Lusi
On 3 March 2006, an Indonesian oil company named PT Lapindo Brantas spudded its Banjar-Panji No. 1 well in the district of Sidojara in East Java. Onshore Java is oily, very gassy country but unfortunately its existing fields and hydrocarbon zones are tucked in between numerous, over-pressured zones of volcanic ruble and geothermal flows in the subsurface.
That is a tough assignment for the best of drilling engineers. The proposed TD of the BJP-1 well was Miocene carbonates associated with reef mounds located about 9,000 feet deep.
The BJP-1 well was an offset to the Porong-1 well located about 4 miles away. The Porong well found non-commercial hydrocarbons in an anomalous looking reef feature, but important pore pressure and frac gradient data was gleaned from the drilling of the Porong well that was, unfortunately, overlooked in the BJP-1 well.
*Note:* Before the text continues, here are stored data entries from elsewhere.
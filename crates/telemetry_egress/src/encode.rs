//! Identifier and field encoding.
//!
//! Every function here is total: unknown inputs degrade to sentinel strings so
//! a single odd attribute never costs the whole span.

use crate::model::{AttributeValue, SpanId, TraceId};
use std::time::{SystemTime, UNIX_EPOCH};

/// Returned by [`encode_value`] for values with no wire representation.
pub const UNSUPPORTED_VALUE: &str = "<unsupported value type>";

/// Returned by [`encode_enum`] for out-of-range indices.
pub const UNKNOWN_ENUM: &str = "unknown";

const NANOS_PER_MILLI: i128 = 1_000_000;

/// Formats a trace id as a dashed UUID (`8-4-4-4-12` lower-case hex digits).
pub fn encode_trace_id(id: &TraceId) -> String {
    let b = id.as_bytes();
    format!(
        "{}-{}-{}-{}-{}",
        hex::encode(&b[..4]),
        hex::encode(&b[4..6]),
        hex::encode(&b[6..8]),
        hex::encode(&b[8..10]),
        hex::encode(&b[10..])
    )
}

/// Formats a span id as a dashed UUID whose first three groups are zero.
pub fn encode_span_id(id: &SpanId) -> String {
    let b = id.as_bytes();
    format!(
        "00000000-0000-0000-{}-{}",
        hex::encode(&b[..2]),
        hex::encode(&b[2..])
    )
}

/// Renders an attribute value as a string.
pub fn encode_value(value: &AttributeValue) -> String {
    match value {
        AttributeValue::String(s) => s.clone(),
        AttributeValue::Int(i) => encode_int(*i),
        AttributeValue::Float(f) => encode_float(*f),
        AttributeValue::Bool(b) => b.to_string(),
        AttributeValue::Array(_) => UNSUPPORTED_VALUE.to_string(),
    }
}

pub fn encode_int(value: i64) -> String {
    value.to_string()
}

/// Shortest decimal that round-trips, never in exponent form.
pub fn encode_float(value: f64) -> String {
    if value.is_infinite() {
        let inf = if value.is_sign_positive() { "+Inf" } else { "-Inf" };
        inf.to_string()
    } else {
        // Display for f64 is already shortest round-trip and exponent free.
        value.to_string()
    }
}

/// Looks up `table[index]`, falling back to `"unknown"`.
pub fn encode_enum<'a>(index: i64, table: &[&'a str]) -> &'a str {
    usize::try_from(index)
        .ok()
        .and_then(|i| table.get(i).copied())
        .unwrap_or(UNKNOWN_ENUM)
}

/// Whole milliseconds since the Unix epoch, truncated toward zero.
pub fn unix_millis(time: SystemTime) -> i64 {
    (unix_nanos(time) / NANOS_PER_MILLI) as i64
}

/// Whole milliseconds from `start` to `end`, truncated toward zero.
pub fn duration_millis(start: SystemTime, end: SystemTime) -> i64 {
    ((unix_nanos(end) - unix_nanos(start)) / NANOS_PER_MILLI) as i64
}

fn unix_nanos(time: SystemTime) -> i128 {
    match time.duration_since(UNIX_EPOCH) {
        Ok(after) => after.as_nanos() as i128,
        Err(before) => -(before.duration().as_nanos() as i128),
    }
}

#[cfg(test)]
mod tests {
    use super::*;
    use std::time::Duration;

    #[test]
    fn test_trace_id_layout() {
        let id = TraceId::from_bytes([
            0x01, 0x23, 0x45, 0x67, 0x89, 0xab, 0xcd, 0xef, 0xfe, 0xdc, 0xba, 0x98, 0x76, 0x54,
            0x32, 0x10,
        ]);
        assert_eq!(encode_trace_id(&id), "01234567-89ab-cdef-fedc-ba9876543210");
        assert_eq!(
            encode_trace_id(&TraceId::INVALID),
            "00000000-0000-0000-0000-000000000000"
        );
    }

    #[test]
    fn test_span_id_layout() {
        let id = SpanId::from_bytes([0xde, 0xad, 0xbe, 0xef, 0x00, 0x01, 0x02, 0x03]);
        assert_eq!(encode_span_id(&id), "00000000-0000-0000-dead-beef00010203");
    }

    #[test]
    fn test_encode_value_kinds() {
        assert_eq!(encode_value(&"bar".into()), "bar");
        assert_eq!(encode_value(&AttributeValue::Int(-42)), "-42");
        assert_eq!(encode_value(&AttributeValue::Float(5.25)), "5.25");
        assert_eq!(encode_value(&AttributeValue::Float(0.1)), "0.1");
        assert_eq!(encode_value(&AttributeValue::Float(1e21)), "1000000000000000000000");
        assert_eq!(encode_value(&AttributeValue::Float(f64::INFINITY)), "+Inf");
        assert_eq!(encode_value(&AttributeValue::Bool(true)), "true");
        assert_eq!(encode_value(&AttributeValue::Bool(false)), "false");
        assert_eq!(
            encode_value(&AttributeValue::Array(vec!["a".into()])),
            UNSUPPORTED_VALUE
        );
    }

    #[test]
    fn test_encode_enum_bounds() {
        let table = ["a", "b", "c"];
        assert_eq!(encode_enum(0, &table), "a");
        assert_eq!(encode_enum(2, &table), "c");
        assert_eq!(encode_enum(3, &table), UNKNOWN_ENUM);
        assert_eq!(encode_enum(-1, &table), UNKNOWN_ENUM);
        assert_eq!(encode_enum(0, &[]), UNKNOWN_ENUM);
    }

    #[test]
    fn test_millis_truncate_toward_zero() {
        let t = UNIX_EPOCH + Duration::from_nanos(1_999_999);
        assert_eq!(unix_millis(t), 1);

        let before = UNIX_EPOCH - Duration::from_nanos(1_500_000);
        assert_eq!(unix_millis(before), -1);

        let start = UNIX_EPOCH + Duration::from_millis(10);
        let end = start + Duration::from_micros(2_999);
        assert_eq!(duration_millis(start, end), 2);
        assert_eq!(duration_millis(end, start), -2);
    }
}
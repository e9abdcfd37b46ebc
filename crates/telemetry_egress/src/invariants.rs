//! Debug assertion macros for pipeline invariants.
//!
//! Only active in debug builds (`debug_assert!`), so there is zero overhead in
//! release builds.

// =============================================================================
// Centroid count conservation
// =============================================================================

/// Assert that reconstructed centroids carry every positive bucket count.
///
/// **Invariant**: `Σ centroid.count == Σ max(bucket_count, 0)`
///
/// Used in: `reconstruct_centroids()` before returning
macro_rules! debug_assert_centroid_total {
    ($centroids:expr, $positive_total:expr) => {
        debug_assert_eq!(
            $centroids.iter().map(|c| c.count).sum::<u64>(),
            $positive_total as u64,
            "centroid counts do not add up to the positive bucket counts"
        )
    };
}

// =============================================================================
// Capacity bound
// =============================================================================

/// Assert that outstanding commands never exceed capacity.
///
/// **Invariant**: `0 ≤ outstanding ≤ capacity`
///
/// Used in: `WorkerQueue::try_dispatch()` after reserving a slot
macro_rules! debug_assert_within_capacity {
    ($outstanding:expr, $capacity:expr) => {
        debug_assert!(
            $outstanding <= $capacity,
            "outstanding commands {} exceed capacity {}",
            $outstanding,
            $capacity
        )
    };
}

// =============================================================================
// Completion accounting
// =============================================================================

/// Assert that a completion had a matching acceptance.
///
/// **Invariant**: `completed ≤ accepted`, i.e. the outstanding count never
/// underflows.
///
/// Used in: `WorkerQueue::complete_one()`
macro_rules! debug_assert_had_outstanding {
    ($previous:expr) => {
        debug_assert!(
            $previous > 0,
            "command completed with no outstanding commands recorded"
        )
    };
}

// =============================================================================
// Re-exports for crate-internal use
// =============================================================================

pub(crate) use debug_assert_centroid_total;
pub(crate) use debug_assert_had_outstanding;
pub(crate) use debug_assert_within_capacity;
The BJP-1 well immediately encountered over-pressured clastics at shallow depths and associated drilling problems
caused several key casing points to occur much shallower than necessary.
Sixteen (16) inch casing set below 20 inch casing in the well was not cemented very well, several leak off tests (LOT) failed and that string had to be remedially squeezed, twice.
Below a string of 13 3/8ths, continued drilling problems actually led to two further proposed casing points being missed entirely. Over 5,200 feet of open hole existed below the 13 3/8ths casing shoe and 2,000 feet of known, over-pressured carbonate pay was drilled underbalanced, with no protective casing string above it.
Late in May of 2006. at a depth of 8,800 feet, the well kicked, the BOPS were closed and several large volumes of mud were pumped to try and kill the well. Its clear, at least to this dumb roughneck, that pump-in pressures exceeded frac gradients downhole and that in turn caused stress related faulting in the subsurface, or reactivated an existing fault, and two days later an obvious underground blowout underway worked its way to the surface about 300 feet away from the well.
Very hot water from the carbonate pay zone mixed with clays in the open hole section below the 13 3/8ths casing shoe... and the Lapindo mud volcano was born, nicknamed "Lusi," for short.
Brantas quickly abandoned ship. It cut stuck drill pipe, set some cursory cement plugs, rigged down and moved the hell out as fast as it could get gone. Both of its working interest partners, including Santos, LTD of Australia, wiggled out of the mess somehow, and over ensuing months things went from bad to worse.
At one point Lusi was reported to be producing an estimated 1,000,000 barrels of mud per day. Ultimately 13 people were killed and over 60,000 people were displaced from their homes from mud flow that covered many square miles.
The operator of the BJP-1 well blamed an earthquake that happened about the same time it was taking a kick at TD and mud started bubbling up out of the ground near its well. The debate as to whether this was a man-made mess or simply Mother Nature doing Her thing rages on. Many really good papers have been written about the Lusi mud volcano but probably nobody knows it all better than an Australian geologist named, Mark Tingay, and he has an excellent, three-part series of this event on his blog, Critically Stressed. It is very interesting reading and I highly recommend it.
In 2017 the Lusi mud volcano pooped out for a brief time but then urped again and the latest from East Java is that it is slowing down a good bit, after 12 years, but still bubbling.
Shit happens, as we say quite often in the oilfield, but this was a real doozy.